THE PROBLEM
When a line below holds the string "configuration", show that line.
- - -
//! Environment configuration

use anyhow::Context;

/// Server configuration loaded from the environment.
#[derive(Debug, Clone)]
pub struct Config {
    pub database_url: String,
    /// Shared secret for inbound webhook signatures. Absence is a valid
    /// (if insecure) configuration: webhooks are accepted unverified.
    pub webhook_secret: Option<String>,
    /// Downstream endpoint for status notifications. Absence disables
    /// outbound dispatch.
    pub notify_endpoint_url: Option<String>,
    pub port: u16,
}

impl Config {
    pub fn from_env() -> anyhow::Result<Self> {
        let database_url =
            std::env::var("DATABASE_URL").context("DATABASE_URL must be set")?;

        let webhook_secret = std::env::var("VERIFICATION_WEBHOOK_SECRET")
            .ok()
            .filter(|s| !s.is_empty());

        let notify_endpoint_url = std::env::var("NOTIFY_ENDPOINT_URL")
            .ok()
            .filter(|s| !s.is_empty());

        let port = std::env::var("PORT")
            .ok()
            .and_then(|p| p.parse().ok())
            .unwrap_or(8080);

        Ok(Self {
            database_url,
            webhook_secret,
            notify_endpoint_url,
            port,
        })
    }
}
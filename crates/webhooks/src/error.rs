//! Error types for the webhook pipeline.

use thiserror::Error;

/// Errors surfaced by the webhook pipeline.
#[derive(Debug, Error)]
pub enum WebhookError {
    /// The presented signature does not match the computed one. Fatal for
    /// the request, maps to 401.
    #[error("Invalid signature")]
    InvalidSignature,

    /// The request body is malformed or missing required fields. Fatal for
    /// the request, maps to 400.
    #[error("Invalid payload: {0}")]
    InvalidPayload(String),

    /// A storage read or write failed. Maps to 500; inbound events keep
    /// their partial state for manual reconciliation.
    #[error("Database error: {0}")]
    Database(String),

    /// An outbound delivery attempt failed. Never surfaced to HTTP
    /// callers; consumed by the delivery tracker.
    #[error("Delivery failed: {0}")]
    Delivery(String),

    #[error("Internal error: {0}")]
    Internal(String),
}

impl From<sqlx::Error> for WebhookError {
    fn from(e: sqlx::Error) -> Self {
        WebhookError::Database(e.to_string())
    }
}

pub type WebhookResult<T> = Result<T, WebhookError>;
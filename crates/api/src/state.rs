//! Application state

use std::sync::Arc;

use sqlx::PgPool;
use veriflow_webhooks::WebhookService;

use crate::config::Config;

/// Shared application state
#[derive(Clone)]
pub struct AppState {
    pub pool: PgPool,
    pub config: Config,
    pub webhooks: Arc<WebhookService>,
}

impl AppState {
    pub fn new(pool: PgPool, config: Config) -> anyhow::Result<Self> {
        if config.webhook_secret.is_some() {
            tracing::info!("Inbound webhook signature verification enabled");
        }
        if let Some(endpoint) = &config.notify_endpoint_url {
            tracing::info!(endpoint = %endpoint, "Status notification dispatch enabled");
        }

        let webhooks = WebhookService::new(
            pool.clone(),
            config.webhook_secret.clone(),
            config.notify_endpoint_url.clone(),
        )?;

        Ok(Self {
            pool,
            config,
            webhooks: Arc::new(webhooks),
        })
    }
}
- - -
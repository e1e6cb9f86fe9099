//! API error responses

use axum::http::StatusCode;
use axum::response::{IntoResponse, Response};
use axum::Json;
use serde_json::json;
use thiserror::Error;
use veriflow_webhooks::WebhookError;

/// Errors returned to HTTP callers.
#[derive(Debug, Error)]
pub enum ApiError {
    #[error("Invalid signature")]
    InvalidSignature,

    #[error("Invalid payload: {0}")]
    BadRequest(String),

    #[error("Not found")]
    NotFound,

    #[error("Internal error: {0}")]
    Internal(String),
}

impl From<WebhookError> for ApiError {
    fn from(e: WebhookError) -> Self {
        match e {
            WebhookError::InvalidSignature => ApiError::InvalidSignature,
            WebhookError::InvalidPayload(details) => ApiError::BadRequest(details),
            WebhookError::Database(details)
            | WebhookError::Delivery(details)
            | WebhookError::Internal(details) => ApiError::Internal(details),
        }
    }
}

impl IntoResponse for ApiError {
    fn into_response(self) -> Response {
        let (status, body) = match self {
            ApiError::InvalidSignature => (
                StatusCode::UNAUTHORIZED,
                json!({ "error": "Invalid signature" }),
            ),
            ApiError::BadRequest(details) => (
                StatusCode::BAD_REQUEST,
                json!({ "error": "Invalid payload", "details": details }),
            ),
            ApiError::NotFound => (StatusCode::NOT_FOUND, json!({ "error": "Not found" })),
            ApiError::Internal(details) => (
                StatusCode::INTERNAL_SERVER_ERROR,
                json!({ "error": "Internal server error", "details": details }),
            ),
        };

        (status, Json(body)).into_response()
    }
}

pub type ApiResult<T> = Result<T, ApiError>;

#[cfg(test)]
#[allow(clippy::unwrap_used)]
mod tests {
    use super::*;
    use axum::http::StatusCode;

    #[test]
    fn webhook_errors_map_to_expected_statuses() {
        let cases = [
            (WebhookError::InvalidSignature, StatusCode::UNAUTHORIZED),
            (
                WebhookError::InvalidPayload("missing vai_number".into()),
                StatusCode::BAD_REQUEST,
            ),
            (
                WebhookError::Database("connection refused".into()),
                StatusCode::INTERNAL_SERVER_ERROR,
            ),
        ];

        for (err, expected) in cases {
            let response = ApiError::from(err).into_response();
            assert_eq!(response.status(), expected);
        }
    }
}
- - -
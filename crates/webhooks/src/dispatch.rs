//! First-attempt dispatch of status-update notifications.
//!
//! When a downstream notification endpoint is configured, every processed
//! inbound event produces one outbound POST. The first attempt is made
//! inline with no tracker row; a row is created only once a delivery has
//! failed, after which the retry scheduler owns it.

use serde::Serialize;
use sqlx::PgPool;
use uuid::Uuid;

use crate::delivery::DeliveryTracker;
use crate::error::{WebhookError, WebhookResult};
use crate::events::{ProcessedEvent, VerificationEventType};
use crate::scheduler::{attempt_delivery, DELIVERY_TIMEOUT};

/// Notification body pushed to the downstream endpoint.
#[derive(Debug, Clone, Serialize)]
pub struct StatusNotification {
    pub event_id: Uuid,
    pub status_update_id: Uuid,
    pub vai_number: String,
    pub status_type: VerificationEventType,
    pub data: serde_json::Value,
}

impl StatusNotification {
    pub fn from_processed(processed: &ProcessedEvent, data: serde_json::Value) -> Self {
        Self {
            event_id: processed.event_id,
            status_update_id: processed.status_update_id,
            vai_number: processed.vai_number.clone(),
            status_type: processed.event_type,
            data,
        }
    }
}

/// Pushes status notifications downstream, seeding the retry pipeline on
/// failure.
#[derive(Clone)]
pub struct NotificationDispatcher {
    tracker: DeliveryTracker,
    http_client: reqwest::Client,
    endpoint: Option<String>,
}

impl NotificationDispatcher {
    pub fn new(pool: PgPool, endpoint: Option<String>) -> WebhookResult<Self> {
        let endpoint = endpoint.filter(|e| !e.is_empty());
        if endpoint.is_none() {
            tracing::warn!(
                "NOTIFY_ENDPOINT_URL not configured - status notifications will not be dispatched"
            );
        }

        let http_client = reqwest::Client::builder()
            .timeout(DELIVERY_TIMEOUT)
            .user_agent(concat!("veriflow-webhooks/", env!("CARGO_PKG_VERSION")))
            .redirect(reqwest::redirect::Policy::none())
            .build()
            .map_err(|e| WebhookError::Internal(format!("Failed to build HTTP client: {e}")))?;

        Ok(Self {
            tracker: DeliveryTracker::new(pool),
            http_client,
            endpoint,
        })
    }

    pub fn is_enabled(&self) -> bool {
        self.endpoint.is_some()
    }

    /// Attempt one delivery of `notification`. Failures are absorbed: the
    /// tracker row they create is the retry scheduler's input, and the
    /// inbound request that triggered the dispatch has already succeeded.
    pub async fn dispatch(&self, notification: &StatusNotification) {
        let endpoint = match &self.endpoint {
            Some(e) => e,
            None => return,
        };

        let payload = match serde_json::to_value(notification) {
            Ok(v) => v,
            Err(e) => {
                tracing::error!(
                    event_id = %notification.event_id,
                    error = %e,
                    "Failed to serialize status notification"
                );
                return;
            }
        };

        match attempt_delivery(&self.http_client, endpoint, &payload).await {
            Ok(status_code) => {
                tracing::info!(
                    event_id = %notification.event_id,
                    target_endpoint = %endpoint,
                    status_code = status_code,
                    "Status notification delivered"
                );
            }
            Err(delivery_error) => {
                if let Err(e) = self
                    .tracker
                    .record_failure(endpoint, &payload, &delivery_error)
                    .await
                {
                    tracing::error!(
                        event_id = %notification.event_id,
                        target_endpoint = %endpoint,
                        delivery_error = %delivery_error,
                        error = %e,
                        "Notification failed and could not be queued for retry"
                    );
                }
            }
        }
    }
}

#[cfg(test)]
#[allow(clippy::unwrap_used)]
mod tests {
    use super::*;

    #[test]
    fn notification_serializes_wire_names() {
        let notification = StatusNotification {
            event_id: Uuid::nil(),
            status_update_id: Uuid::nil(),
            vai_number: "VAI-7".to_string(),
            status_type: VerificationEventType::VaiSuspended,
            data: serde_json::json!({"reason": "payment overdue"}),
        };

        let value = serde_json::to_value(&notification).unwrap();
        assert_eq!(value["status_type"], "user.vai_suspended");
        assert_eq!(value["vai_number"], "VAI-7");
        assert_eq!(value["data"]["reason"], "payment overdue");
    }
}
- - -
RESULT OF THIS TASK
//! Environment configuration
/// Server configuration loaded from the environment.
    /// (if insecure) configuration: webhooks are accepted unverified.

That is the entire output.